§ **What the task asks**: Your task is to copy the stretch of lines in the records below that begins with the line containing "for named images." and ends with the line containing "optional numeric port", exactly as written, with nothing added.

·····

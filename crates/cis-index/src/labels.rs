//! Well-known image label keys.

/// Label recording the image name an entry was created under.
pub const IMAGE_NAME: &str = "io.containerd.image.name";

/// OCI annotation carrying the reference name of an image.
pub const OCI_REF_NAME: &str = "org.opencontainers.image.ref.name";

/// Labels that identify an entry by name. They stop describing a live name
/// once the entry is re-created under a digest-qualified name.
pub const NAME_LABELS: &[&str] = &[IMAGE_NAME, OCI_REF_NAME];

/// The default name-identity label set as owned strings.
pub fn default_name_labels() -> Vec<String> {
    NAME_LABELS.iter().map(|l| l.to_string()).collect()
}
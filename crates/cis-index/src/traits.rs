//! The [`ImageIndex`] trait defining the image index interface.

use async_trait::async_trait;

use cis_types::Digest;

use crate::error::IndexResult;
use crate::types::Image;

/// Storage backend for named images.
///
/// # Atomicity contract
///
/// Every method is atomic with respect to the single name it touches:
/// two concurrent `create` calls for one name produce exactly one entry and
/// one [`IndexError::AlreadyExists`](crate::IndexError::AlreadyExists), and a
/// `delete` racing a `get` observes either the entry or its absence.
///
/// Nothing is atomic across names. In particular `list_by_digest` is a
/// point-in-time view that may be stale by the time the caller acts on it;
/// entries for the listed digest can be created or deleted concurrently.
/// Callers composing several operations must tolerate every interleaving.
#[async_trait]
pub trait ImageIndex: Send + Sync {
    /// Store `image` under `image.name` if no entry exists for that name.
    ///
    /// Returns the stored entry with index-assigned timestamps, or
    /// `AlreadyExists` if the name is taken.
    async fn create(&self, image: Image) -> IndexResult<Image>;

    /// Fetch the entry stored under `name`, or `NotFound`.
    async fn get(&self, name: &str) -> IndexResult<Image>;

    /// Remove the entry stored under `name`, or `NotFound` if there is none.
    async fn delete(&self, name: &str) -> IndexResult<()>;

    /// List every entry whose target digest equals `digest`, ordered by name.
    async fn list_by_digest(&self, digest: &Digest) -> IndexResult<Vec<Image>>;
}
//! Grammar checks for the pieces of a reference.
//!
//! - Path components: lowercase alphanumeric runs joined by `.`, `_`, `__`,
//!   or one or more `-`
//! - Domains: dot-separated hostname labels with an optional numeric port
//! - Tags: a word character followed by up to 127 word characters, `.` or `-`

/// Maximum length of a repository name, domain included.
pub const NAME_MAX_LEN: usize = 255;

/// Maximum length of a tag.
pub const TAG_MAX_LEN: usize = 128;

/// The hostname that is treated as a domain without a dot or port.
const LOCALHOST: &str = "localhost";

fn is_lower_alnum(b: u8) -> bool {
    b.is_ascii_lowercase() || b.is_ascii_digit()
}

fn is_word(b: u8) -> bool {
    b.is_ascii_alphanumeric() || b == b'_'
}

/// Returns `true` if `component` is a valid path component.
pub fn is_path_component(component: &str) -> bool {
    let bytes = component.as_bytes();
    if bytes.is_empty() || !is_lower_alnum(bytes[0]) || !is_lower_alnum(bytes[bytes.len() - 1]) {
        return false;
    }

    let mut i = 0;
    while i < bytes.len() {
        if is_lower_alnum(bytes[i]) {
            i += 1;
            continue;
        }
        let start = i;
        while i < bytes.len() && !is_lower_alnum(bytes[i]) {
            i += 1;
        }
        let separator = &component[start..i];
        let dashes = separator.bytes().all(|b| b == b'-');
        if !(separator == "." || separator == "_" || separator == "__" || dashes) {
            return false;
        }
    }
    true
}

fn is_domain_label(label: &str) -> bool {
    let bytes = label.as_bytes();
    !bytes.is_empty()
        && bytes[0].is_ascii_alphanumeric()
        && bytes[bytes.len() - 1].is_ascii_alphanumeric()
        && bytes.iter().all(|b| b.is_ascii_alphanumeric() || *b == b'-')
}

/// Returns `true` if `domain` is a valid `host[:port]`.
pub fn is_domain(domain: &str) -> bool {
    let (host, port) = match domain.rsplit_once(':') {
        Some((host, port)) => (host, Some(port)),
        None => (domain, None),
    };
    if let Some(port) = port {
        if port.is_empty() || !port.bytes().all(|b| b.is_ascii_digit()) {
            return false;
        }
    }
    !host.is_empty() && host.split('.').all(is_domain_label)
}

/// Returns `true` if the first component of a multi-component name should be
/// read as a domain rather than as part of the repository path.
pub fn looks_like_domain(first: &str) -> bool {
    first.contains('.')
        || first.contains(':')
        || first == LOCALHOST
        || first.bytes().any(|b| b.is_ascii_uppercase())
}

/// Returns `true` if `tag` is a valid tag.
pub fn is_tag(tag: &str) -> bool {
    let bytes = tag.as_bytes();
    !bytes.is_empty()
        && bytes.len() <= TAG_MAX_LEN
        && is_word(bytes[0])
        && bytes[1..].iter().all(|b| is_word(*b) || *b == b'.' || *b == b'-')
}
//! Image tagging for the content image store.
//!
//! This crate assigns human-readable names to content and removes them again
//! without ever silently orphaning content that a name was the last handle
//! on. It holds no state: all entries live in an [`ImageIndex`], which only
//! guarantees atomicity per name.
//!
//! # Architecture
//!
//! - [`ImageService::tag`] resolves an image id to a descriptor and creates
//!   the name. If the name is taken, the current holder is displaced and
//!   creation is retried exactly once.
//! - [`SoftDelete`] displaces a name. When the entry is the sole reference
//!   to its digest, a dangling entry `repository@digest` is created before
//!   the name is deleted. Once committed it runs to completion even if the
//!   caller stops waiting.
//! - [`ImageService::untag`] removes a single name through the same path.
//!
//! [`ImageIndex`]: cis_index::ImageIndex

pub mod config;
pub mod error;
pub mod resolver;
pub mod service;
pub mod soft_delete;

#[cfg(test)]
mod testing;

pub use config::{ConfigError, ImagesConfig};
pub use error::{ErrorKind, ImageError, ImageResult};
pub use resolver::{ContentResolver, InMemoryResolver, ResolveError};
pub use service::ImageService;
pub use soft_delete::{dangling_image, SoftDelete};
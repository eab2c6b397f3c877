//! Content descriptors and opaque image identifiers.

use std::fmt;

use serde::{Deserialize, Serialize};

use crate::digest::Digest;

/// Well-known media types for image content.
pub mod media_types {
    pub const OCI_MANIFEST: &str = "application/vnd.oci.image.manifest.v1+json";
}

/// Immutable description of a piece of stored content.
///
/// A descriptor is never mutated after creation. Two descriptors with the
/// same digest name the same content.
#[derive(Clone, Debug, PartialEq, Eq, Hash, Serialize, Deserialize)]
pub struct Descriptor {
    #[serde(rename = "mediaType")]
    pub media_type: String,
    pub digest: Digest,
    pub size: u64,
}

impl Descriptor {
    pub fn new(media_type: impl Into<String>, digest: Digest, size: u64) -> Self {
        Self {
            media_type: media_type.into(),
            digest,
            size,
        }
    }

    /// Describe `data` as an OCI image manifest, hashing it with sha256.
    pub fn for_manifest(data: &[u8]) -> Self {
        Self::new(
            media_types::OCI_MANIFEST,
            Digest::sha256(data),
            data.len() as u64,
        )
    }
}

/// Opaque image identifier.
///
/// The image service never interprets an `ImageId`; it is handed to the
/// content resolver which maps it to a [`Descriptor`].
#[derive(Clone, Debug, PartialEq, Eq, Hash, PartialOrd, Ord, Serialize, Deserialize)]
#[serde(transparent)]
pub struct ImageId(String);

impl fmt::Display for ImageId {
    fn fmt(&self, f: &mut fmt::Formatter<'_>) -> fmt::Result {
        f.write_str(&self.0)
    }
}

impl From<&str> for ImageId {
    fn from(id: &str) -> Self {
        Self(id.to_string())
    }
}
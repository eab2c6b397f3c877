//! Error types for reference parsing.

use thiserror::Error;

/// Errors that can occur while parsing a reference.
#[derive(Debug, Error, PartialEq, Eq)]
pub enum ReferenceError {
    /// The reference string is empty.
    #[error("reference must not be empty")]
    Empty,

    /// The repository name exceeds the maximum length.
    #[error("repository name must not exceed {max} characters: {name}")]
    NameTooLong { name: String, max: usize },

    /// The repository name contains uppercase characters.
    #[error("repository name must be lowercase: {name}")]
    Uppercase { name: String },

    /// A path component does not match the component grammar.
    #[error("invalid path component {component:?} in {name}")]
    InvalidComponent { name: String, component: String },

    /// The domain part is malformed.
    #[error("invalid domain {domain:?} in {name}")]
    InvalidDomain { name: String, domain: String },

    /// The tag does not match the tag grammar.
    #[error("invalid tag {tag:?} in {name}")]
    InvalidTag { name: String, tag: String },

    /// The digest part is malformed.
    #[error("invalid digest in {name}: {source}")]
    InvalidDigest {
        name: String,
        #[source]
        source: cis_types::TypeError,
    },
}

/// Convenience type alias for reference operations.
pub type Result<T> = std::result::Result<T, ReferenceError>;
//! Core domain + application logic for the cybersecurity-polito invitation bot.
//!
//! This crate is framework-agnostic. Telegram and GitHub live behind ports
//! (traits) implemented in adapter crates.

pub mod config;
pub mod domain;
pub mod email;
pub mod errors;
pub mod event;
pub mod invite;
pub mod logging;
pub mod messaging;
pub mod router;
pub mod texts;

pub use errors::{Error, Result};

·····

§ **Answer**:
/// Storage backend for named images.
///
/// # Atomicity contract
///
/// Every method is atomic with respect to the single name it touches:
/// two concurrent `create` calls for one name produce exactly one entry and
/// one [`IndexError::AlreadyExists`](crate::IndexError::AlreadyExists), and a
/// `delete` racing a `get` observes either the entry or its absence.
///
/// Nothing is atomic across names. In particular `list_by_digest` is a
/// point-in-time view that may be stale by the time the caller acts on it;
/// entries for the listed digest can be created or deleted concurrently.
/// Callers composing several operations must tolerate every interleaving.
#[async_trait]
pub trait ImageIndex: Send + Sync {
    /// Store `image` under `image.name` if no entry exists for that name.
    ///
    /// Returns the stored entry with index-assigned timestamps, or
    /// `AlreadyExists` if the name is taken.
    async fn create(&self, image: Image) -> IndexResult<Image>;

    /// Fetch the entry stored under `name`, or `NotFound`.
    async fn get(&self, name: &str) -> IndexResult<Image>;

    /// Remove the entry stored under `name`, or `NotFound` if there is none.
    async fn delete(&self, name: &str) -> IndexResult<()>;

    /// List every entry whose target digest equals `digest`, ordered by name.
    async fn list_by_digest(&self, digest: &Digest) -> IndexResult<Vec<Image>>;
}
//! Grammar checks for the pieces of a reference.
//!
//! - Path components: lowercase alphanumeric runs joined by `.`, `_`, `__`,
//!   or one or more `-`
//! - Domains: dot-separated hostname labels with an optional numeric port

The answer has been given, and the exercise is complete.